当たり前のことです。そもそも不要なのですから。
しかし、このように口で言うのは簡単ですが、『必要なの薬と不要な薬』の見極めが非常に難しく、専門医でもポリファーマシーを改善するのは難しいというのが現状です。
他診療科の処方には関わりたくないという医師の本音
医師にはそれぞれの専門があります。
血液内科と整形外科では、全くといっていいほど仕事内容が違います。
血液内科から処方されている薬を、かかりつけの整形外科医が“再編する”というのはかなり難しいのです。
専門知識の有無というカベもありますが、それだけではなく“社会的な障壁”が大きく立ちはだかります。
一般企業においても、Aというセクションがやっている仕事に、Bというセクションが口を出せば、それはケンカの火種となりますよね。
AとBが“畑違い”のセクションであればなおのこと…
『なんでおたくがうちの仕事にケチをつけるんだ?おたくになにが分かるんだ?』となるはずです。
医師も同じです。
『この薬はいらないのでは?』と心で思ったとしても、サラリーマンであれば黙っているのが懸命です。

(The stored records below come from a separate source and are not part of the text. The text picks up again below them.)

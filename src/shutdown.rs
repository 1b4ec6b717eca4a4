//! Graceful shutdown helpers.
//!
//! `shutdown_signal` waits for either `Ctrl+C` or a `SIGTERM` on Unix and is
//! handed to the HTTP server as its graceful shutdown future.
//!
//! ```no_run
//! # async fn example() {
//! use eunoia::shutdown_signal;
//! shutdown_signal().await;
//! # }
//! ```

/// Waits for either `Ctrl+C` or `SIGTERM` (on Unix) to be received.
pub async fn shutdown_signal() {
    tracing::debug!("awaiting shutdown signal");
    #[cfg(unix)]
    {
        use tokio::signal::unix::{SignalKind, signal};
        match signal(SignalKind::terminate()) {
            Ok(mut term) => {
                tokio::select! {
                    _ = tokio::signal::ctrl_c() => {},
                    _ = term.recv() => {},
                }
            }
            Err(e) => {
                tracing::warn!(error = %e, "no SIGTERM handler; waiting for Ctrl+C only");
                let _ = tokio::signal::ctrl_c().await;
            }
        }
    }
    #[cfg(not(unix))]
    {
        let _ = tokio::signal::ctrl_c().await;
    }
    tracing::info!("shutdown signal received");
}
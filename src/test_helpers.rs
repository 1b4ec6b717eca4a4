#![cfg(test)]

use std::path::Path;
use std::sync::Arc;
use std::sync::atomic::{AtomicUsize, Ordering};

use async_trait::async_trait;

use crate::memory::{Memory, StoredMemory};
use crate::pipeline::Pipeline;
use crate::store::MemoryStore;
use crate::stt::{Stt, Transcription};
use crate::translate::{Passthrough, Translator};
use crate::vault::ObjectStore;

/// [`Stt`] that always hears the same text and counts its calls.
#[derive(Clone)]
pub struct FixedStt {
    pub text: String,
    pub calls: Arc<AtomicUsize>,
}

impl FixedStt {
    pub fn new(text: impl Into<String>) -> Self {
        Self {
            text: text.into(),
            calls: Arc::new(AtomicUsize::new(0)),
        }
    }
}

#[async_trait]
impl Stt for FixedStt {
    async fn transcribe(&self, audio: &Path) -> anyhow::Result<Transcription> {
        self.calls.fetch_add(1, Ordering::SeqCst);
        anyhow::ensure!(audio.exists(), "audio file missing");
        Ok(Transcription {
            text: self.text.clone(),
        })
    }
}

/// [`ObjectStore`] that pretends every upload lands on a CDN.
pub struct MockVault;

impl MockVault {
    pub const URL: &'static str = "https://cdn.example/audio.webm";
}

#[async_trait]
impl ObjectStore for MockVault {
    async fn upload(&self, _path: &Path) -> anyhow::Result<String> {
        Ok(Self::URL.to_string())
    }
}

pub struct FailingVault;

#[async_trait]
impl ObjectStore for FailingVault {
    async fn upload(&self, _path: &Path) -> anyhow::Result<String> {
        anyhow::bail!("vault offline")
    }
}

pub struct FailingStore;

#[async_trait]
impl MemoryStore for FailingStore {
    async fn insert(&self, _memory: &Memory) -> anyhow::Result<String> {
        anyhow::bail!("database offline")
    }

    async fn all(&self) -> anyhow::Result<Vec<StoredMemory>> {
        anyhow::bail!("database offline")
    }
}

/// [`Translator`] backed by a tiny Portuguese to English word list.
/// Unknown words pass through unchanged.
pub struct WordListTranslator;

#[async_trait]
impl Translator for WordListTranslator {
    async fn translate(&self, text: &str, _target: &str) -> anyhow::Result<String> {
        let words: Vec<&str> = text
            .split_whitespace()
            .map(|w| match w {
                "triste" => "sad",
                "feliz" => "happy",
                "muito" => "very",
                other => other,
            })
            .collect();
        Ok(words.join(" "))
    }
}

pub struct FailingTranslator;

#[async_trait]
impl Translator for FailingTranslator {
    async fn translate(&self, _text: &str, _target: &str) -> anyhow::Result<String> {
        anyhow::bail!("translator offline")
    }
}

/// Pipeline with a passthrough translator, the English lexicon and a mock vault.
pub fn pipeline_with(store: Arc<dyn MemoryStore>, stt: FixedStt) -> Pipeline {
    Pipeline {
        translator: Arc::new(Passthrough),
        scorer: Arc::new(aura::Lexicon::english()),
        store,
        stt: Arc::new(stt),
        vault: Arc::new(MockVault),
        pivot_language: "en".into(),
    }
}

もちろん、すべての医師がそうではありませんが、医師も人間でありサラリーマンです。
こうなることは自然だと思います。
初めから保険対象外になれば不要な薬は減る!
今回の厚労省案のように、はじめから保険対象外であれば『微妙な薬』は間違いなく減ります。

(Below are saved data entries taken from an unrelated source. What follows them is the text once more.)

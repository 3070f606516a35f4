use bevy::prelude::*;

use crate::pose::Pose;

pub trait InterpolateLinear {
    fn interpolate_linear(&self, other: &Self, f: f32) -> Self;
}

impl InterpolateLinear for f32 {
    fn interpolate_linear(&self, other: &Self, f: f32) -> Self {
        self + (other - self) * f
    }
}

impl InterpolateLinear for Vec3 {
    fn interpolate_linear(&self, other: &Self, f: f32) -> Self {
        self.lerp(*other, f)
    }
}

impl InterpolateLinear for Quat {
    fn interpolate_linear(&self, other: &Self, f: f32) -> Self {
        self.slerp(*other, f)
    }
}

impl InterpolateLinear for Transform {
    fn interpolate_linear(&self, other: &Self, f: f32) -> Self {
        Transform {
            translation: self.translation.interpolate_linear(&other.translation, f),
            rotation: self.rotation.interpolate_linear(&other.rotation, f),
            scale: self.scale.interpolate_linear(&other.scale, f),
        }
    }
}

/// Tracks present in only one of the poses are taken from that pose as-is.
impl InterpolateLinear for Pose {
    fn interpolate_linear(&self, other: &Self, f: f32) -> Self {
        Pose {
            transforms: zip_longest(&self.transforms, &other.transforms, f),
            floats: zip_longest(&self.floats, &other.floats, f),
            timestamp: self.timestamp,
        }
    }
}

fn zip_longest<T: InterpolateLinear + Clone>(a: &[T], b: &[T], f: f32) -> Vec<T> {
    let len = a.len().max(b.len());
    (0..len)
        .map(|i| match (a.get(i), b.get(i)) {
            (Some(a), Some(b)) => a.interpolate_linear(b, f),
            (Some(a), None) => a.clone(),
            (None, Some(b)) => b.clone(),
            (None, None) => unreachable!(),
        })
        .collect()
}

/// Blends the first `count` transforms of `from` towards `to`, writing the result into `to`.
///
/// `f == 0` leaves `to` equal to `from`, `f == 1` leaves `to` untouched. `count` is clamped to
/// the length of both slices.
pub fn blend_poses(count: usize, from: &[Transform], to: &mut [Transform], f: f32) {
    let count = count.min(from.len()).min(to.len());
    for (dst, src) in to[..count].iter_mut().zip(&from[..count]) {
        *dst = src.interpolate_linear(dst, f);
    }
}

#[cfg(test)]
mod tests {
    use super::*;

    fn at(x: f32) -> Transform {
        Transform::from_xyz(x, 0., 0.)
    }

    #[test]
    fn blend_poses_respects_factor_endpoints() {
        let from = [at(0.), at(10.)];

        let mut to = [at(4.), at(20.)];
        blend_poses(2, &from, &mut to, 0.);
        assert_eq!(to, from);

        let mut to = [at(4.), at(20.)];
        blend_poses(2, &from, &mut to, 1.);
        assert_eq!(to, [at(4.), at(20.)]);

        let mut to = [at(4.), at(20.)];
        blend_poses(2, &from, &mut to, 0.5);
        assert_eq!(to, [at(2.), at(15.)]);
    }

    #[test]
    fn blend_poses_clamps_track_count() {
        let from = [at(0.)];
        let mut to = [at(4.), at(8.), at(12.)];
        blend_poses(3, &from, &mut to, 0.);
        assert_eq!(to, [at(0.), at(8.), at(12.)]);
    }

    #[test]
    fn pose_interpolation_keeps_unmatched_tracks() {
        let a = Pose::new(vec![at(0.), at(2.)], vec![0.], 1.);
        let b = Pose::new(vec![at(4.)], vec![1., 5.], 2.);
        let mixed = a.interpolate_linear(&b, 0.5);
        assert_eq!(mixed.transforms, vec![at(2.), at(2.)]);
        assert_eq!(mixed.floats, vec![0.5, 5.]);
        assert_eq!(mixed.timestamp, 1.);
    }
}
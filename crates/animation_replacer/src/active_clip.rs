use std::sync::{Arc, Weak};

use animation_replacer_core::{
    character::Character,
    clip_generator::{ClipFlags, ClipGenerator, PlaybackMode},
    id::{BehaviorGraphId, BindingIndex, CharacterId, ClipGeneratorId},
    pose::GeneratorOutput,
    trigger::ClipTriggerArray,
};
use bevy::log::{debug, warn};

use crate::{
    animation_log::AnimationLogEvent,
    blend::BlendController,
    conditions::RandomComponent,
    decision::{ReplaceDecision, should_replace},
    destroyed_callbacks::DestroyedCallbackRegistry,
    random_cache::{RandomResultCache, random_float},
    replacement::ReplacementAnimation,
    replacements::AnimationReplacements,
    resources::ReplacerResources,
    time::GameTime,
};

/// Engine state handed to every clip callback.
#[derive(Clone, Copy)]
pub struct HookContext<'a> {
    pub character: &'a Character,
    pub behavior_graph: BehaviorGraphId,
    /// Monotonic game time in seconds, see [`FrameClock`](crate::time::FrameClock).
    pub game_time: f32,
}

impl<'a> HookContext<'a> {
    pub fn new(
        character: &'a Character,
        behavior_graph: impl Into<BehaviorGraphId>,
        clock: &impl GameTime,
    ) -> Self {
        Self {
            character,
            behavior_graph: behavior_graph.into(),
            game_time: clock.game_time(),
        }
    }
}

/// The clip generator state an [`ActiveClip`] puts back when it goes away.
#[derive(Clone, Debug, PartialEq)]
pub struct OriginalClipState {
    pub index: BindingIndex,
    pub mode: PlaybackMode,
    pub flags: ClipFlags,
    pub triggers: Option<Arc<ClipTriggerArray>>,
    pub interruptible: bool,
    pub replace_on_echo: bool,
    pub keep_random_results_on_loop: bool,
}

/// A swap waiting for the next pre-update.
#[derive(Clone, Debug)]
pub struct QueuedReplacement {
    /// `None` swaps back to the original animation.
    pub replacement: Option<Arc<ReplacementAnimation>>,
    pub blend_time: f32,
    pub event: AnimationLogEvent,
    pub variant_index: Option<BindingIndex>,
}

pub type DestroyedCallback = dyn Fn(&ActiveClip) + Send + Sync;

/// Replacement state of one clip generator, for as long as the engine keeps it active.
///
/// The clip generator and character stay owned by the engine and are borrowed for the
/// duration of each callback. Every callback checks it was handed the clip generator this
/// state was created for and does nothing otherwise.
///
/// Call [`ActiveClip::destroy`] when the engine deactivates the generator, so that its
/// original state is put back.
#[derive(Debug)]
pub struct ActiveClip {
    resources: Arc<ReplacerResources>,
    clip_generator: ClipGeneratorId,
    clip_name: String,
    character: CharacterId,
    behavior_graph: BehaviorGraphId,
    original: OriginalClipState,
    replacements: Option<Arc<AnimationReplacements>>,
    current_replacement: Option<Arc<ReplacementAnimation>>,
    current_index: BindingIndex,
    queued: Option<QueuedReplacement>,
    random_floats: RandomResultCache,
    blend: BlendController,
    transitioning: bool,
    destroyed_callbacks: DestroyedCallbackRegistry<ActiveClip>,
    destroyed: bool,
}
use animation_replacer_core::{
    clip_generator::ClipGenerator,
    interpolation::{easing::ease_in_out, linear::blend_poses},
    pose::GeneratorOutput,
};

/// Cross-fades from the animation a clip generator was playing before a swap to whatever it
/// plays after.
///
/// While blending, a shadow copy of the pre-swap generator keeps playing on its own and its
/// pose is mixed into the live output.
#[derive(Debug, Default)]
pub struct BlendController {
    shadow: Option<ClipGenerator>,
    duration: f32,
    elapsed: f32,
    last_game_time: f32,
}

impl BlendController {
    pub fn new() -> Self {
        Self::default()
    }

    /// Snapshots `live` into the shadow and takes over its animation control, so that
    /// deactivating `live` does not release the animation the shadow keeps sampling.
    ///
    /// The shadow stays active and carries on from the live local time instead of restarting.
    pub fn start(&mut self, live: &mut ClipGenerator, blend_time: f32, game_time: f32) {
        let mut shadow = live.clone();
        shadow.animation_control = live.detach_animation_control();

        self.shadow = Some(shadow);
        self.duration = blend_time;
        self.elapsed = 0.;
        self.last_game_time = game_time;
    }

    pub fn stop(&mut self) {
        self.shadow = None;
        self.duration = 0.;
    }

    pub fn shadow(&self) -> Option<&ClipGenerator> {
        self.shadow.as_ref()
    }

    pub fn duration(&self) -> f32 {
        self.duration
    }

    pub fn elapsed(&self) -> f32 {
        self.elapsed
    }

    pub fn is_blending(&self) -> bool {
        self.shadow.is_some() && self.elapsed < self.duration
    }

    /// Eased progress of the blend, `0` being all shadow and `1` all live output.
    pub fn blend_factor(&self) -> f32 {
        if self.duration <= 0. {
            return 1.;
        }
        ease_in_out(0., 1., self.elapsed / self.duration, 2.).clamp(0., 1.)
    }

    /// Moves the blend forward to `game_time`. The shadow keeps playing while the blend lasts.
    pub fn advance(&mut self, game_time: f32) {
        let delta = (game_time - self.last_game_time).max(0.);
        self.elapsed += delta;
        self.last_game_time = game_time;

        if self.elapsed < self.duration
            && let Some(shadow) = self.shadow.as_mut()
        {
            shadow.update(delta);
        }
    }

    /// Mixes the shadow pose into `output`. Once the blend has run its course the shadow is
    /// released and `output` is left untouched; returns whether anything was blended.
    pub fn apply(&mut self, output: &mut GeneratorOutput) -> bool {
        if self.elapsed >= self.duration {
            self.stop();
            return false;
        }

        let Some(shadow) = self.shadow.as_ref() else {
            return false;
        };
        let Some(pose) = output.pose.as_mut() else {
            return false;
        };
        let Some(animation) = shadow.animation() else {
            return false;
        };

        let sampled = animation.sample_partial_tracks(
            shadow.local_time,
            animation.num_transform_tracks(),
            animation.num_float_tracks(),
        );
        let count = pose
            .num_transform_tracks()
            .min(animation.num_transform_tracks());
        blend_poses(
            count,
            &sampled.transforms,
            &mut pose.transforms,
            self.blend_factor(),
        );

        true
    }
}

#[cfg(test)]
mod tests {
    use std::sync::Arc;

    use animation_replacer_core::{
        animation_clip::{AnimationClip, Keyframes},
        character::{AnimationLibrary, Character},
        id::{CharacterId, ClipGeneratorId},
        pose::Pose,
    };
    use bevy::transform::components::Transform;

    use super::*;

    fn character() -> Character {
        let still = |x: f32| {
            AnimationClip::new(format!("still_{x}"), 1.)
                .with_transform_track(Keyframes::constant(Transform::from_xyz(x, 0., 0.)))
        };
        let mut library = AnimationLibrary::new();
        library
            .add_animation("from.hkx", Some(Arc::new(still(0.))), 10)
            .unwrap();
        library
            .add_animation("to.hkx", Some(Arc::new(still(10.))), 10)
            .unwrap();
        Character::new(CharacterId(1), Arc::new(library))
    }

    fn live_output() -> GeneratorOutput {
        GeneratorOutput::with_pose(Pose::new(vec![Transform::from_xyz(10., 0., 0.)], vec![], 0.))
    }

    fn x(output: &GeneratorOutput) -> f32 {
        output.pose.as_ref().unwrap().transforms[0].translation.x
    }

    #[test]
    fn start_takes_over_the_animation_control() {
        let character = character();
        let mut live = ClipGenerator::new(ClipGeneratorId(1), 0);
        live.activate(&character);

        let mut blend = BlendController::new();
        blend.start(&mut live, 0.5, 2.);
        assert!(live.animation_control.is_none());
        assert!(blend.shadow().unwrap().animation().is_some());
        assert!(blend.is_blending());
    }

    #[test]
    fn blend_moves_from_shadow_to_live_and_terminates() {
        let character = character();
        let mut live = ClipGenerator::new(ClipGeneratorId(1), 0);
        live.activate(&character);

        let mut blend = BlendController::new();
        blend.start(&mut live, 1., 0.);

        let mut output = live_output();
        assert!(blend.apply(&mut output));
        assert_eq!(x(&output), 0.);

        blend.advance(0.5);
        let mut output = live_output();
        assert!(blend.apply(&mut output));
        assert!((x(&output) - 5.).abs() < 1e-4);

        blend.advance(1.0);
        let mut output = live_output();
        assert!(!blend.apply(&mut output));
        assert_eq!(x(&output), 10.);
        assert!(blend.shadow().is_none());

        blend.advance(1.5);
        assert!(!blend.apply(&mut live_output()));
    }

    #[test]
    fn shadow_keeps_playing_from_the_live_local_time() {
        let ramp = AnimationClip::new("ramp", 1.).with_transform_track(Keyframes::new(vec![
            (0., Transform::from_xyz(0., 0., 0.)),
            (1., Transform::from_xyz(100., 0., 0.)),
        ]));
        let mut library = AnimationLibrary::new();
        library
            .add_animation("ramp.hkx", Some(Arc::new(ramp)), 10)
            .unwrap();
        let character = Character::new(CharacterId(1), Arc::new(library));
        let mut live = ClipGenerator::new(ClipGeneratorId(1), 0);
        live.activate(&character);
        live.update(0.2);

        let mut blend = BlendController::new();
        blend.start(&mut live, 1., 1.);
        assert!((blend.shadow().unwrap().local_time - 0.2).abs() < 1e-5);

        blend.advance(1.3);
        assert!((blend.shadow().unwrap().local_time - 0.5).abs() < 1e-5);

        let f = blend.blend_factor();
        let mut output = live_output();
        assert!(blend.apply(&mut output));
        let expected = 50. + (10. - 50.) * f;
        assert!((x(&output) - expected).abs() < 1e-3, "{} != {expected}", x(&output));
    }

    #[test]
    fn stop_is_idempotent() {
        let mut blend = BlendController::new();
        blend.stop();
        blend.stop();
        assert!(!blend.is_blending());
        assert_eq!(blend.duration(), 0.);
    }

    #[test]
    fn time_going_backwards_does_not_rewind_the_blend() {
        let character = character();
        let mut live = ClipGenerator::new(ClipGeneratorId(1), 0);
        live.activate(&character);

        let mut blend = BlendController::new();
        blend.start(&mut live, 1., 5.);
        blend.advance(5.5);
        blend.advance(4.);
        assert_eq!(blend.elapsed(), 0.5);
    }

    #[test]
    fn outputs_without_a_pose_are_left_alone() {
        let character = character();
        let mut live = ClipGenerator::new(ClipGeneratorId(1), 0);
        live.activate(&character);

        let mut blend = BlendController::new();
        blend.start(&mut live, 1., 0.);
        let mut output = GeneratorOutput::default();
        assert!(!blend.apply(&mut output));
        assert!(blend.is_blending());
    }
}
use animation_replacer_proc_macros::UuidWrapper;
use bevy::reflect::{Reflect, std_traits::ReflectDefault};
use serde::{Deserialize, Serialize};
use uuid::Uuid;

/// Index of an entry in a character's animation library. This is what a clip generator
/// binds to, and what replacing an animation ultimately rewrites.
pub type BindingIndex = u16;

/// Identifies a submod: a configuration group of replacement animations and their
/// conditions.
#[derive(
    UuidWrapper, Clone, Copy, Debug, Reflect, PartialEq, Eq, PartialOrd, Ord, Hash, Default,
)]
#[reflect(Default)]
pub struct SubModId(#[uuid] pub(crate) Uuid);

#[derive(
    UuidWrapper, Clone, Copy, Debug, Reflect, PartialEq, Eq, PartialOrd, Ord, Hash, Default,
)]
#[reflect(Default)]
pub struct ReplacementId(#[uuid] pub(crate) Uuid);

/// Identity of a random-valued condition component. Rolled values are cached per
/// component.
#[derive(
    UuidWrapper, Clone, Copy, Debug, Reflect, PartialEq, Eq, PartialOrd, Ord, Hash, Default,
)]
#[reflect(Default)]
pub struct ConditionId(#[uuid] pub(crate) Uuid);

macro_rules! engine_handle {
    ($(#[$meta:meta])* $name:ident) => {
        $(#[$meta])*
        #[derive(
            Reflect, Clone, Copy, Debug, Default, PartialEq, Eq, PartialOrd, Ord, Hash, Serialize,
            Deserialize,
        )]
        #[reflect(Default)]
        pub struct $name(pub u64);

        impl From<u64> for $name {
            fn from(value: u64) -> Self {
                Self(value)
            }
        }
    };
}

engine_handle!(
    /// Handle of an engine-owned clip generator node.
    ClipGeneratorId
);
engine_handle!(
    /// Handle of an engine-owned animated character.
    CharacterId
);
engine_handle!(
    /// Handle of an engine-owned behavior graph instance.
    BehaviorGraphId
);
engine_handle!(
    /// Handle of a world object (the thing conditions are evaluated against).
    WorldObjectId
);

正直なところ効いているのか効いていないのか分からない…
でも患者は『安定している』と言っている…
万が一この薬を減らして体調が悪くなられても困る…
このままにしておこう…
ビタミン剤や湿布薬などの多くの薬は、こういう思考回路で継続処方されています。
病気になった直後や痛みが出現した当時は、湿布やビタミンが大活躍して、その患者のQOLを上げたことは間違いありません。
しかし、1年、2年、5年が経過してもなお、その湿布は本当に必要なのでしょうか?
もちろん、必要な人には必要です。
しかし、ぶっちゃけ必要のない人がいることも事実です。
個人的には今回の厚労省案には賛成です。
ただし、もう少し薬剤の精査をしてほしいと思います。
そして、今回の案や医療費削減、ポリファーマシーの是正に、薬剤師が貢献できることを心から願っています。